Wednesday, 15 August 2012
Liverpool Victoria Rowing Club, Wallasey
At the beginning of the nineteenth century Wallasey Pool was a natural inlet, running from the Mersey estuary some two miles into Wirral, initially between the coastal townships of Wallasey and Birkenhead. The first dock was opened in 1847 and over the following half century most of the Pool was converted into docks. The open central waterway became the Great Float and only the upper end retained its original rural character and the name Wallasey Pool. Liverpool Victoria Rowing Club was founded in 1884 building their own boathouse on Wallasey Pool in 1892.
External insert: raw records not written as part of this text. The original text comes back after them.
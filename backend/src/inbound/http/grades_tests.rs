//! Tests for grade handlers.

use super::*;
use crate::domain::ErrorCode;
use crate::inbound::http::test_utils::MockPorts;
use actix_web::http::StatusCode;
use actix_web::test as actix_test;
use rstest::rstest;
use serde_json::{Value, json};

fn math_grade(id: i32) -> Grade {
    Grade {
        id: GradeId::new(id),
        student_id: StudentId::new(1),
        subject: "Math".to_owned(),
        scores: GradeScores::try_from_raw(80, 90, 70).expect("scores in range"),
    }
}

async fn expect_bad_request(request: actix_test::TestRequest) -> Error {
    let res = MockPorts::default().call(request).await;
    assert_eq!(res.status(), StatusCode::BAD_REQUEST);
    let err: Error = actix_test::read_body_json(res).await;
    assert_eq!(err.code(), ErrorCode::InvalidRequest);
    err
}

#[actix_web::test]
async fn lists_grades_with_student_name_and_average() {
    let mut ports = MockPorts::default();
    ports
        .grades
        .expect_list_grades()
        .withf(|id| *id == StudentId::new(1))
        .times(1)
        .return_once(|_| {
            Ok(vec![GradeEntry {
                grade: math_grade(4),
                student_name: "Jane".to_owned(),
            }])
        });

    let res = ports
        .call(actix_test::TestRequest::get().uri("/api/grades/1"))
        .await;
    assert_eq!(res.status(), StatusCode::OK);
    let body: Value = actix_test::read_body_json(res).await;
    assert_eq!(
        body,
        json!([{
            "id": 4,
            "student_id": 1,
            "subject": "Math",
            "activity_score": 80,
            "quiz_score": 90,
            "exam_score": 70,
            "average": "80.00",
            "student_name": "Jane",
        }])
    );
}

#[actix_web::test]
async fn create_records_grade() {
    let mut ports = MockPorts::default();
    ports
        .grades_command
        .expect_record_grade()
        .withf(|grade| grade.subject.as_ref() == "Math" && grade.scores.quiz.get() == 90)
        .times(1)
        .return_once(|_| Ok(math_grade(9)));

    let res = ports
        .call(actix_test::TestRequest::post().uri("/api/grades").set_json(json!({
            "student_id": 1,
            "subject": "Math",
            "activity_score": 80,
            "quiz_score": 90,
            "exam_score": 70,
        })))
        .await;
    assert_eq!(res.status(), StatusCode::OK);
    let body: Value = actix_test::read_body_json(res).await;
    assert_eq!(body["id"], json!(9));
    assert_eq!(body["average"], json!("80.00"));
}

#[rstest]
#[case(-1, "activity_score")]
#[case(101, "activity_score")]
#[case(1000, "activity_score")]
#[actix_web::test]
async fn create_rejects_out_of_range_scores(#[case] score: i64, #[case] field: &str) {
    let err = expect_bad_request(actix_test::TestRequest::post().uri("/api/grades").set_json(json!({
        "student_id": 1,
        "subject": "Math",
        "activity_score": score,
        "quiz_score": 50,
        "exam_score": 50,
    })))
    .await;
    assert_eq!(err.message(), "Scores must be between 0 and 100");
    assert_eq!(err.details().and_then(|d| d.get("field")), Some(&json!(field)));
}

#[rstest]
#[case(json!({"subject": "Math", "activity_score": 1, "quiz_score": 1, "exam_score": 1}), "student_id")]
#[case(json!({"student_id": 1, "activity_score": 1, "quiz_score": 1, "exam_score": 1}), "subject")]
#[case(json!({"student_id": 1, "subject": "Math", "quiz_score": 1, "exam_score": 1}), "activity_score")]
#[case(json!({"student_id": 1, "subject": "Math", "activity_score": 1, "quiz_score": 1}), "exam_score")]
#[actix_web::test]
async fn create_reports_missing_fields(#[case] body: Value, #[case] field: &str) {
    let err = expect_bad_request(actix_test::TestRequest::post().uri("/api/grades").set_json(body)).await;
    assert_eq!(err.message(), "All fields are required");
    assert_eq!(
        err.details(),
        Some(&json!({"field": field, "code": "missing_field"}))
    );
}

#[actix_web::test]
async fn create_rejects_non_integer_scores() {
    expect_bad_request(actix_test::TestRequest::post().uri("/api/grades").set_json(json!({
        "student_id": 1,
        "subject": "Math",
        "activity_score": "80",
        "quiz_score": 90,
        "exam_score": 70,
    })))
    .await;
}

#[actix_web::test]
async fn update_accepts_zero_scores() {
    let mut ports = MockPorts::default();
    ports
        .grades_command
        .expect_update_grade()
        .withf(|id, update| *id == GradeId::new(5) && update.scores.average().hundredths() == 0)
        .times(1)
        .return_once(|_, _| Ok(()));

    let res = ports
        .call(actix_test::TestRequest::put().uri("/api/grades/5").set_json(json!({
            "subject": "Math",
            "activity_score": 0,
            "quiz_score": 0,
            "exam_score": 0,
        })))
        .await;
    assert_eq!(res.status(), StatusCode::OK);
    let body: Value = actix_test::read_body_json(res).await;
    assert_eq!(
        body,
        json!({
            "id": 5,
            "subject": "Math",
            "activity_score": 0,
            "quiz_score": 0,
            "exam_score": 0,
            "message": "Grade updated successfully",
        })
    );
}

#[rstest]
#[case(json!({"subject": "Math", "activity_score": 1, "quiz_score": 101, "exam_score": 1}))]
#[case(json!({"subject": "Math", "activity_score": 1, "quiz_score": 1}))]
#[case(json!({"subject": "   ", "activity_score": 1, "quiz_score": 1, "exam_score": 1}))]
#[actix_web::test]
async fn update_rejects_invalid_bodies(#[case] body: Value) {
    expect_bad_request(actix_test::TestRequest::put().uri("/api/grades/5").set_json(body)).await;
}

#[actix_web::test]
async fn delete_acknowledges_with_success_flag() {
    let mut ports = MockPorts::default();
    ports
        .grades_command
        .expect_delete_grade()
        .times(1)
        .return_once(|_| Ok(()));

    let res = ports
        .call(actix_test::TestRequest::delete().uri("/api/grades/2"))
        .await;
    assert_eq!(res.status(), StatusCode::OK);
    let body: Value = actix_test::read_body_json(res).await;
    assert_eq!(
        body,
        json!({"success": true, "message": "Grade deleted successfully"})
    );
}

#[actix_web::test]
async fn delete_missing_grade_is_not_found() {
    let mut ports = MockPorts::default();
    ports
        .grades_command
        .expect_delete_grade()
        .times(1)
        .return_once(|_| Err(Error::not_found("Grade not found")));

    let res = ports
        .call(actix_test::TestRequest::delete().uri("/api/grades/2"))
        .await;
    assert_eq!(res.status(), StatusCode::NOT_FOUND);
    let err: Error = actix_test::read_body_json(res).await;
    assert_eq!(err.message(), "Grade not found");
}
Up to1914-18 War, membership rose considerably, the boathouse was enlarged. In 1919 the Club was restarted. In 1930 the Mersey Docks and Harbour Board commenced excavations for the conversion of the last part of Wallasey Pool into Bidston Dock and the Club was required to move to a new site on the Birkenhead side of the Pool. Read more
Lowry refers to rowers in his novel Ultramarine; "And there had been nothing that mattered, save only themselves and the blue sky as they scampered like children past the Hall Line shed to the harbour wall just in time to see the Norwegian tramp steamer Oxenstjerna pass through the gate of the inner dock, while a scratch four paused on their oars watching her entrance steadfastly, their striped singlets dancing in the afternoon sunlight. (Pg. 28). This reference has to be to rowers from the Liverpool Victoria Rowing Club.